Black Cat just bought the Gypsy in the crystal ball this evening. We could only get the 40% off coupon, so it was $30, but well worth it. Floating head, moving lit eyes. Here in Northern NJ the coupons have been scarce over the last few weeks, but are starting to show up now. They do have much better stuff out this year for sure.


----------



## ironmaiden (Aug 5, 2003)

Does anyone happen to knjow the price of the crooked lamppost over at Michaels? I may be going by there tomorrow armed with my 40% off coupon.
Thanks
ironmaiden

(This is a photo of the item)

http://www.michaels.com/art/online/displayProductPage?productNum=sc0714&channelid=


----------



## MrsMyers666 (Oct 19, 2004)

I want to say I saw that lamppost for $29.99, I may be wrong, but also I think the different Michael's have the option of changing prices a little.


----------



## malibuman (Oct 13, 2005)

At the Michael's near me the lamp post was $29.99.


----------



## The Crow 1994 (Sep 18, 2003)

That lamp post is pretty cool looking....can't wait to see it in person. It looks like it would be well worth the purchase....especially using a 40% off coupon.


----------



## ironmaiden (Aug 5, 2003)

*Thanks!!*

If it is indeed 30 bucks I will be hauling it out to my car tomorrow  
If I buy it i will check it out and post some photos of it. Looks pretty good for the price but I'll know better when I get it out of the box.

ironmaiden


----------



## The Crow 1994 (Sep 18, 2003)

ironmaiden said:


> If it is indeed 30 bucks I will be hauling it out to my car tomorrow
> If I buy it i will check it out and post some photos of it. Looks pretty good for the price but I'll know better when I get it out of the box.
> 
> ironmaiden



Great! Looking forward to your pics and opinion, ironmaiden....


----------



## ironmaiden (Aug 5, 2003)

You all were right, the lamppost was $30.00 so I picked it up with the 40% off coupon and paid $18.00. But I have been so busy it hasnt come out of the box yet. I'll let my hubby put it together tonight after work, I'm sure he'll appreciate that  

I do notice that it's made of metal which surprised me for the price. The other lamppost they had is $10.00 more and only 3 1/2 feet high. I saw the Spirit Ball, I'm getting that with the 50% off coupon that they always have for Labor Day.

ironmaiden


----------



## Sipesh (Sep 5, 2004)

I went today and saw they have a 5ft long animated coffin that is supposed to open and close by itself. They didn't have one set up but... it's $49.99 and I'm thinking of going back tomorrow and picking it up with my covetted 40% off coupon... I'll let y'all know what it's like if I get it and I'll put up some pictures.


----------



## Ween12amEternal (Apr 15, 2006)

Their inventory is starting to rival Spirit, Halloween Express & Party City - the 40% coupon is very handy in deciding where to buy stuff! Recently used it to purchase the witches spell book, so I'm excited to look for next one and planning to scope our nearby store for the lampost, floating fortune teller & coffin. Oh, and thanks for mentioning the 50% coupon around labor day - will be looking for it!


----------



## The Crow 1994 (Sep 18, 2003)

I wonder if that coffin is the same one they had a Spirit Halloween last year. Also, that fabric tombstone with lights looks as though it is from the same manufacturer.


----------



## ironmaiden (Aug 5, 2003)

Okay the crooked lamppost is assembled and sitting in my dining room.

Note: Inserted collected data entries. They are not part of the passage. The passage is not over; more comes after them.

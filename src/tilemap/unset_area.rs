//! Tracks which pixel rows of a tile have been written, so a partially
//! written tile can be told apart from a fully written one and so
//! [`Options::byte_filler`](crate::tilemap::Options) only needs to be
//! applied to rows that were never touched.
//!
//! This tracks completeness at the granularity of pixel rows rather than
//! individual bytes: a write always supplies full rows (callers stitch
//! partial-width requests one row at a time through
//! [`Map`](crate::tilemap::map::Map)'s bit-copy engine), so row-level
//! bookkeeping is both sufficient and far cheaper than a full 2D rectangle
//! set.

/// A mutable record of which of a tile's `height` rows have been written at
/// least once.
#[derive(Clone, Debug)]
pub struct UnsetArea {
    height: u32,
    set_rows: Vec<bool>,
}

impl UnsetArea {
    /// Creates a tracker for a tile with `height` rows, all initially
    /// unset.
    pub fn new(height: u32) -> Self {
        UnsetArea {
            height,
            set_rows: vec![false; height as usize],
        }
    }

    /// Marks rows `[y0, y0 + count)` as written. Idempotent: marking an
    /// already-set row a second time has no further effect.
    pub fn mark_rows(&mut self, y0: u32, count: u32) {
        let end = (y0 + count).min(self.height);
        for row in y0.min(self.height)..end {
            self.set_rows[row as usize] = true;
        }
    }

    pub fn is_row_set(&self, y: u32) -> bool {
        y < self.height && self.set_rows[y as usize]
    }

    pub fn is_fully_set(&self) -> bool {
        self.set_rows.iter().all(|&set| set)
    }

    pub fn is_fully_unset(&self) -> bool {
        self.set_rows.iter().all(|&set| !set)
    }

    /// Row ranges (`[start, end)`, half-open) that remain unset, in
    /// ascending order, merging adjacent unset rows into a single range.
    pub fn unset_ranges(&self) -> Vec<(u32, u32)> {
        let mut ranges = Vec::new();
        let mut start: Option<u32> = None;
        for row in 0..self.height {
            if self.set_rows[row as usize] {
                if let Some(s) = start.take() {
                    ranges.push((s, row));
                }
            } else if start.is_none() {
                start = Some(row);
            }
        }
        if let Some(s) = start {
            ranges.push((s, self.height));
        }
        ranges
    }
}

#[cfg(test)]
mod tests {
    use super::*;

    #[test]
    fn fresh_area_is_fully_unset() {
        let area = UnsetArea::new(10);
        assert!(area.is_fully_unset());
        assert!(!area.is_fully_set());
        assert_eq!(area.unset_ranges(), vec![(0, 10)]);
    }

    #[test]
    fn marking_all_rows_makes_it_fully_set() {
        let mut area = UnsetArea::new(4);
        area.mark_rows(0, 4);
        assert!(area.is_fully_set());
        assert!(area.unset_ranges().is_empty());
    }

    #[test]
    fn marking_is_idempotent() {
        let mut area = UnsetArea::new(4);
        area.mark_rows(1, 2);
        let first = area.unset_ranges();
        area.mark_rows(1, 2);
        assert_eq!(first, area.unset_ranges());
    }

    #[test]
    fn unset_ranges_merge_adjacent_gaps() {
        let mut area = UnsetArea::new(6);
        area.mark_rows(2, 1); // row 2 set, rows 0-1 and 3-5 unset
        assert_eq!(area.unset_ranges(), vec![(0, 2), (3, 6)]);
    }

    #[test]
    fn mark_rows_clamps_to_height() {
        let mut area = UnsetArea::new(3);
        area.mark_rows(1, 10);
        assert!(area.is_row_set(1));
        assert!(area.is_row_set(2));
        assert!(!area.is_row_set(0));
    }
}
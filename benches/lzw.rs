extern crate criterion;
extern crate tiff;

use criterion::{
    black_box, measurement::Measurement, BenchmarkGroup, BenchmarkId, Criterion, Throughput,
};
use tiff::decoder::Decoder;

fn read_image(image: &[u8]) {
    let image = std::io::Cursor::new(image);
    let decoder = Decoder::new(black_box(image));
    let mut reader = decoder.unwrap();

    while {
        reader.read_image().unwrap();
        reader.more_images()
    } {}
}

fn main() {
    struct BenchDef {
        data: &'static [u8],
        id: &'static str,
        sample_size: usize,
    }

    fn run_bench_def<M: Measurement>(group: &mut BenchmarkGroup<M>, def: BenchDef) {
        group
            .sample_size(def.sample_size)
            .throughput(Throughput::Bytes(def.data.len() as u64))
            .bench_with_input(
                BenchmarkId::new(def.id, def.data.len()),
                def.data,
                |b, input| b.iter(|| read_image(input)),
            );
    };

    let mut c = Criterion::default().configure_from_args();
    let mut group = c.benchmark_group("tiff-lzw");

    /*
    run_bench_def(&mut group, BenchDef {
        data: include_bytes!(concat!(env!("CARGO_MANIFEST_DIR"), "/tests/images/quad-lzw-compat.tiff")),
        id: "quad-lzw.tif",
        sample_size: 500,
    });
    */

    run_bench_def(
        &mut group,
        BenchDef {
            data: include_bytes!(concat!(
                env!("CARGO_MANIFEST_DIR"),
                "/tests/images/issue_69_lzw.tiff"
            )),
            id: "issue-69-lzw.tif",
            sample_size: 500,
        },
    );

    run_bench_def(
        &mut group,
        BenchDef {
            data: include_bytes!(concat!(
                env!("CARGO_MANIFEST_DIR"),
                "/tests/benches/kodim02-lzw.tif"
            )),
            id: "kodim02-lzw.tif",
            sample_size: 20,
        },
    );

    run_bench_def(
        &mut group,
        BenchDef {
            data: include_bytes!(concat!(
                env!("CARGO_MANIFEST_DIR"),
                "/tests/benches/kodim07-lzw.tif"
            )),
            id: "kodim07-lzw.tif",
            sample_size: 20,
        },
    );

    run_bench_def(
        &mut group,
        BenchDef {
            data: include_bytes!(concat!(
                env!("CARGO_MANIFEST_DIR"),
                "/tests/benches/Transparency-lzw.tif"
            )),
            id: "Transparency-lzw.tif",
            sample_size: 20,
        },
    );
}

My opinion is that its pretty good for the price _if_ you use the 40% off coupon. It's pretty much all metal except for plastic covers that surround the lamp and the large base at the bottom that fits over a metal tube. And you have to pay attention to the angles when putting it together, it can be a bit tricky. I have to exchange this one tomorrow though cos one of the "plexiglass" type lamp cover was split when I opened the box.

I am not sure how I am going to work this prop into my decor, tonight we're going to roam about the yard with it and do a bit of product placement testing ( hubby gets home after midnight but the neighbors are used to this kind of stuff from us, just maybe not in August  ) 

It is sturdy enough IMO to be outside but not in strong winds and I would also hold it down with maybe bricks on the base. I may just keep it inside however. I do wish it were taller but if I display indoors I can set it on a higher base.

What I do like is the flicker bulb, it does give a nice effect and I admitt I am a sucker for those things. I have two flickering wall candleabras I use in the dining room and there is a single flickering candle in the bathrooms & kitchen window. In the living room I use two standing flickering candleabras on the mantle.

I tried to take a few photos of the lamppost to give a better idea how it looks. 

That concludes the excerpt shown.